* [Instructions to follow] Look through the data below, tally the lines where "SynchronizationStrategy" occurs, and write the total alone.

* [Material for the task]
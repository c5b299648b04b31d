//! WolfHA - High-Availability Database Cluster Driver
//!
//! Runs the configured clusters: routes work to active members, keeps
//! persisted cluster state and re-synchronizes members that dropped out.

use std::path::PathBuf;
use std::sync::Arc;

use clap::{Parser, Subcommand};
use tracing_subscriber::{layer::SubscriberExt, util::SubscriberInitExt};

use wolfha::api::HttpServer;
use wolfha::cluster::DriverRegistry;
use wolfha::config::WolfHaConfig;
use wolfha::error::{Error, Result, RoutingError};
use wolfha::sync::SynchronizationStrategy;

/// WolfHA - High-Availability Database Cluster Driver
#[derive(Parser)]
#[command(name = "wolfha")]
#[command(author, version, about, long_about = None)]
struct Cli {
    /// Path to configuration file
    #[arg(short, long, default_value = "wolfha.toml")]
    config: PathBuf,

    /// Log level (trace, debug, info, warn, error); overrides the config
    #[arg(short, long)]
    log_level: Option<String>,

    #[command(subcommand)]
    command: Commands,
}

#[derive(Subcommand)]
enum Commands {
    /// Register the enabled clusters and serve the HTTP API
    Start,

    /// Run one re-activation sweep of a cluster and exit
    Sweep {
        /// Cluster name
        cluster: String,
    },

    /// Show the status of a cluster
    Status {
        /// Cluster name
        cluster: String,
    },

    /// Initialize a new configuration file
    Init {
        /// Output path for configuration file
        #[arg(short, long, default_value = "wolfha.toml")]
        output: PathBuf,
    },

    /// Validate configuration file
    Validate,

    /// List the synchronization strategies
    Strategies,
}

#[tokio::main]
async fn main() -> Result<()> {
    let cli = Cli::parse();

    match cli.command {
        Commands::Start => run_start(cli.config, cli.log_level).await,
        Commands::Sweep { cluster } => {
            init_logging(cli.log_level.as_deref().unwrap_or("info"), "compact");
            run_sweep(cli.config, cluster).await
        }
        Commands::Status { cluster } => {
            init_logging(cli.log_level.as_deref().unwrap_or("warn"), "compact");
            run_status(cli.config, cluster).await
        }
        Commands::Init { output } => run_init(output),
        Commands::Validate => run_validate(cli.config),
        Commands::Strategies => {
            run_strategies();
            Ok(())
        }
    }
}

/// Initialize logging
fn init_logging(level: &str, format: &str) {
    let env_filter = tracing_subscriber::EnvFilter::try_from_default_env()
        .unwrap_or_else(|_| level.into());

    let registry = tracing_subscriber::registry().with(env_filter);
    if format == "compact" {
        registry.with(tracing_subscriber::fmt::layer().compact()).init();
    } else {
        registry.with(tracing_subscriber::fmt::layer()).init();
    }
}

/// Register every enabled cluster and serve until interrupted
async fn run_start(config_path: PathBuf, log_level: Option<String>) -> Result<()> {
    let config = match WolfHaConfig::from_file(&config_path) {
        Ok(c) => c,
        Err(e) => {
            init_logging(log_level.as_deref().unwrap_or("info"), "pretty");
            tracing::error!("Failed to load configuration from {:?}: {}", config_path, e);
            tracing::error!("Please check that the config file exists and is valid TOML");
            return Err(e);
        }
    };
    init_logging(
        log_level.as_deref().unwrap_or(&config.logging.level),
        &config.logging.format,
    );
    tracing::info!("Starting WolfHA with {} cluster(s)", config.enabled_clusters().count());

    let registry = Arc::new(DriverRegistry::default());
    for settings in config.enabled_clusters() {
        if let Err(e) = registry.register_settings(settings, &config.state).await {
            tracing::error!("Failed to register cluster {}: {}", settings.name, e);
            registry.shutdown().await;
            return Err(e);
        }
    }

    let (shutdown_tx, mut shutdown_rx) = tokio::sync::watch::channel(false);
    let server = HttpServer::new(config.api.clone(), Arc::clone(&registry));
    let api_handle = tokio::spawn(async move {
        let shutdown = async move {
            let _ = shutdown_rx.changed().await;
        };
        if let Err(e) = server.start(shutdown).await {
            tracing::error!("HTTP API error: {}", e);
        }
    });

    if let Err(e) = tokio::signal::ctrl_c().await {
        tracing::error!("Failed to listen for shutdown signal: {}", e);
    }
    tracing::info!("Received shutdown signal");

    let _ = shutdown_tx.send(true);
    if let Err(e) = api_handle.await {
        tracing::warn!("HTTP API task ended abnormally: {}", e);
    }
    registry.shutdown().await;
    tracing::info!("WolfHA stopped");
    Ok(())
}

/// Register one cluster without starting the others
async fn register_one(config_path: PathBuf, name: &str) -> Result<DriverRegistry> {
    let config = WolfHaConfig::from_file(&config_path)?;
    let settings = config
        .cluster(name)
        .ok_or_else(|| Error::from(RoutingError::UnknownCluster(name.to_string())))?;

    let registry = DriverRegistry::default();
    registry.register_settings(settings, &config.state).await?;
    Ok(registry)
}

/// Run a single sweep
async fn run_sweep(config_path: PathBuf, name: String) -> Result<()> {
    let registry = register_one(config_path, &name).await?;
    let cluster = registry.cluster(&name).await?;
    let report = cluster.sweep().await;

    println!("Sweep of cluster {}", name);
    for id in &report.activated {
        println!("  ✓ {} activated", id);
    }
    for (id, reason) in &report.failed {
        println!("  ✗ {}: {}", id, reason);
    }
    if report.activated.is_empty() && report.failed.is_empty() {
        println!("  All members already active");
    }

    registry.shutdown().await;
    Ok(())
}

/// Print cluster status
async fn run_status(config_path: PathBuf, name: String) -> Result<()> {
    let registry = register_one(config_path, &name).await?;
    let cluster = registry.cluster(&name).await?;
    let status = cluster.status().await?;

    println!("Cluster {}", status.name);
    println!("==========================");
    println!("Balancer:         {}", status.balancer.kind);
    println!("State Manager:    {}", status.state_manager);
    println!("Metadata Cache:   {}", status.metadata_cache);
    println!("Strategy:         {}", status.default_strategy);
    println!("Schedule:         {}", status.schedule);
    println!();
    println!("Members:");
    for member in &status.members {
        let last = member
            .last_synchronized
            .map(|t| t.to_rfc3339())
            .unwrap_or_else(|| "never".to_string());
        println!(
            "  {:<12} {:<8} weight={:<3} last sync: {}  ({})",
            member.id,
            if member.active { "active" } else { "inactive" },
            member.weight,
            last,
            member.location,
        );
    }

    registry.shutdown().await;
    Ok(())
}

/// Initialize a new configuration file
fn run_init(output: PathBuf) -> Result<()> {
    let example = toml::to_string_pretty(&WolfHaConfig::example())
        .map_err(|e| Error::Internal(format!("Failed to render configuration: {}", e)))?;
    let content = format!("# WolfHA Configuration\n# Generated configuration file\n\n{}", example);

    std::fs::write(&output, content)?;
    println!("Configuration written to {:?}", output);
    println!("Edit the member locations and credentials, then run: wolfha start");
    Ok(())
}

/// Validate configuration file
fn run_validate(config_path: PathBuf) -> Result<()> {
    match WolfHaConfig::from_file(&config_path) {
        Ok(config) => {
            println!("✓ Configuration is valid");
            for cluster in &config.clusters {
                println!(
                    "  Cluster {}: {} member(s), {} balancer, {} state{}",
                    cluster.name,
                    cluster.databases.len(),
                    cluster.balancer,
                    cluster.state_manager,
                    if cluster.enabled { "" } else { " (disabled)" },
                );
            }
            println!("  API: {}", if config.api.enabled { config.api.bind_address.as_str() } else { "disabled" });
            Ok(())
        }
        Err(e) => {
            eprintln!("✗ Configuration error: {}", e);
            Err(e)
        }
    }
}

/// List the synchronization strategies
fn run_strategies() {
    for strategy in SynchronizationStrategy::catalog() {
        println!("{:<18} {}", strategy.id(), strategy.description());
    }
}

* [Expected answer] 2